TASK TO COMPLETE: What lines in the records below include the word "writer"? Return each one.

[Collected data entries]
-*-

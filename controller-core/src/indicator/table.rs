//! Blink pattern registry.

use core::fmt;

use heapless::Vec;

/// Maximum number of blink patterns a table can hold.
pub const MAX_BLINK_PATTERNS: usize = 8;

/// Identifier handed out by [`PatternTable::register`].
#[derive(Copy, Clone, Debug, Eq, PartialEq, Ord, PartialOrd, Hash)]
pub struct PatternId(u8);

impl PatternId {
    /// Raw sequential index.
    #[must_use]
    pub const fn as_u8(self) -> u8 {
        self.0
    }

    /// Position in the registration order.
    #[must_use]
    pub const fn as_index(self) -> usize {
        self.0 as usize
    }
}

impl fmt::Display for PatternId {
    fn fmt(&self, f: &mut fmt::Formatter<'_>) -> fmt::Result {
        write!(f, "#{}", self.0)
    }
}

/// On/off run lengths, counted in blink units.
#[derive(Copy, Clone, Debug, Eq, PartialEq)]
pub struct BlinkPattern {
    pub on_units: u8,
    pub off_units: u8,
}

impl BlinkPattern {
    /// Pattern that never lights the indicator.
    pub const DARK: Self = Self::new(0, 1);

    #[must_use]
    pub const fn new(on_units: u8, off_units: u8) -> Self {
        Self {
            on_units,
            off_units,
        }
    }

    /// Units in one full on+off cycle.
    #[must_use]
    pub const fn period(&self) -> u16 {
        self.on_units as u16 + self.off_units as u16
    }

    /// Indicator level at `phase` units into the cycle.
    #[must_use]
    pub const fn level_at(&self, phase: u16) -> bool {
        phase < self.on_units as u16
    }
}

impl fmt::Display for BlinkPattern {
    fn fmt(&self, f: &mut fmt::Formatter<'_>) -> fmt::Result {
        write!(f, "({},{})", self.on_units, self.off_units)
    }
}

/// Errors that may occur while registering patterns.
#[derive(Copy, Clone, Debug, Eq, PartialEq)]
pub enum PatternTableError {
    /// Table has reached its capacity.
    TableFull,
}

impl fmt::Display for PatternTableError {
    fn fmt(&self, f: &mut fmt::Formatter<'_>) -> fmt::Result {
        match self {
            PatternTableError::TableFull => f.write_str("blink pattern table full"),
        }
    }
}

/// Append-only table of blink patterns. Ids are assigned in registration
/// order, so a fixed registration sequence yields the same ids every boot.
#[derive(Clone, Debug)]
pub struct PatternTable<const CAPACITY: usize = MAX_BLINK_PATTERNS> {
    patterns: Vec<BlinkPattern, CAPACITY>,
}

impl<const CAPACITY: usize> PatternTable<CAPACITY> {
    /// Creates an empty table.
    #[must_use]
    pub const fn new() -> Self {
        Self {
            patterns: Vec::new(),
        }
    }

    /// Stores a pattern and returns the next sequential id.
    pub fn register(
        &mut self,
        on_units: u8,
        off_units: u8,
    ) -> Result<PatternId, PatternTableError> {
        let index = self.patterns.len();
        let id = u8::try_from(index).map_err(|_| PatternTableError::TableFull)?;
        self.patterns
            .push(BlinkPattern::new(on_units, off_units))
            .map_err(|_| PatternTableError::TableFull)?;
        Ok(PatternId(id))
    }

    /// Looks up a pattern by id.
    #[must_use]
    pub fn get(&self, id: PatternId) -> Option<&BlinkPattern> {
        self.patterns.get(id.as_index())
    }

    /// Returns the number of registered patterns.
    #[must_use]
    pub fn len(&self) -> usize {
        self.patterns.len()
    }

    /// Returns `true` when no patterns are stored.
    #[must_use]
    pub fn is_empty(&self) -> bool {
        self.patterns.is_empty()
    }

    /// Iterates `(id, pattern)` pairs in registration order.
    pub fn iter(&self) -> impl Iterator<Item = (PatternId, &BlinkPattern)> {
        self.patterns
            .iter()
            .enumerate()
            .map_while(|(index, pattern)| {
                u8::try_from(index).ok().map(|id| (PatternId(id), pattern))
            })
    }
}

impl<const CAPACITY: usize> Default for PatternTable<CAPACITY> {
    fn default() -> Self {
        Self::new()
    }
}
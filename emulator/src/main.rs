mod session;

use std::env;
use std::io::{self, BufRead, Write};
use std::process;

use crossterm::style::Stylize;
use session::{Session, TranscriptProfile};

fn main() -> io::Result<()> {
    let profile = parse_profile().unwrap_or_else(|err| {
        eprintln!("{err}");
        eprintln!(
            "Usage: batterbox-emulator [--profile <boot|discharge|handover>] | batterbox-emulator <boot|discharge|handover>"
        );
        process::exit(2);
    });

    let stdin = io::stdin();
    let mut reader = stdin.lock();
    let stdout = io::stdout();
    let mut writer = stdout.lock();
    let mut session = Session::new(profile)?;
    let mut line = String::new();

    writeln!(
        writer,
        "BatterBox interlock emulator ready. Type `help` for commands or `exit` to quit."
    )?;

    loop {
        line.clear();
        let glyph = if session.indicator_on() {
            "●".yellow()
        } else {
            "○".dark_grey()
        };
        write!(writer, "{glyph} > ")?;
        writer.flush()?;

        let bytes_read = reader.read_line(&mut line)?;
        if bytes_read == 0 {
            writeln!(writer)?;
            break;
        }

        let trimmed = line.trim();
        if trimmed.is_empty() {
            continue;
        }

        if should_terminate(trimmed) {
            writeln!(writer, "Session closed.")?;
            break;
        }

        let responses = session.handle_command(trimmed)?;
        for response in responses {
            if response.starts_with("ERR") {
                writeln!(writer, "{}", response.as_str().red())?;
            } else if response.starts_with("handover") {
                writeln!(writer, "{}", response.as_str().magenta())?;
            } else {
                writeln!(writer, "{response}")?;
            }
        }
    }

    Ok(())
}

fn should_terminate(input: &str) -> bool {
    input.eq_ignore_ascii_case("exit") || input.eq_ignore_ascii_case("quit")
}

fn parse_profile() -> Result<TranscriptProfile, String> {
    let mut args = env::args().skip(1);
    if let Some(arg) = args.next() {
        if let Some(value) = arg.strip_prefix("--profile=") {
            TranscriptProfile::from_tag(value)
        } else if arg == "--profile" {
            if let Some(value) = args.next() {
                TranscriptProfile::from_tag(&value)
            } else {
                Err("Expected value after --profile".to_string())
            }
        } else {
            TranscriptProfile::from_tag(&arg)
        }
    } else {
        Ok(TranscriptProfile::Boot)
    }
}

-*-

WORKED SOLUTION:
    let mut writer = stdout.lock();
        writer,
        write!(writer, "{glyph} > ")?;
        writer.flush()?;
            writeln!(writer)?;
            writeln!(writer, "Session closed.")?;
                writeln!(writer, "{}", response.as_str().red())?;
                writeln!(writer, "{}", response.as_str().magenta())?;
                writeln!(writer, "{response}")?;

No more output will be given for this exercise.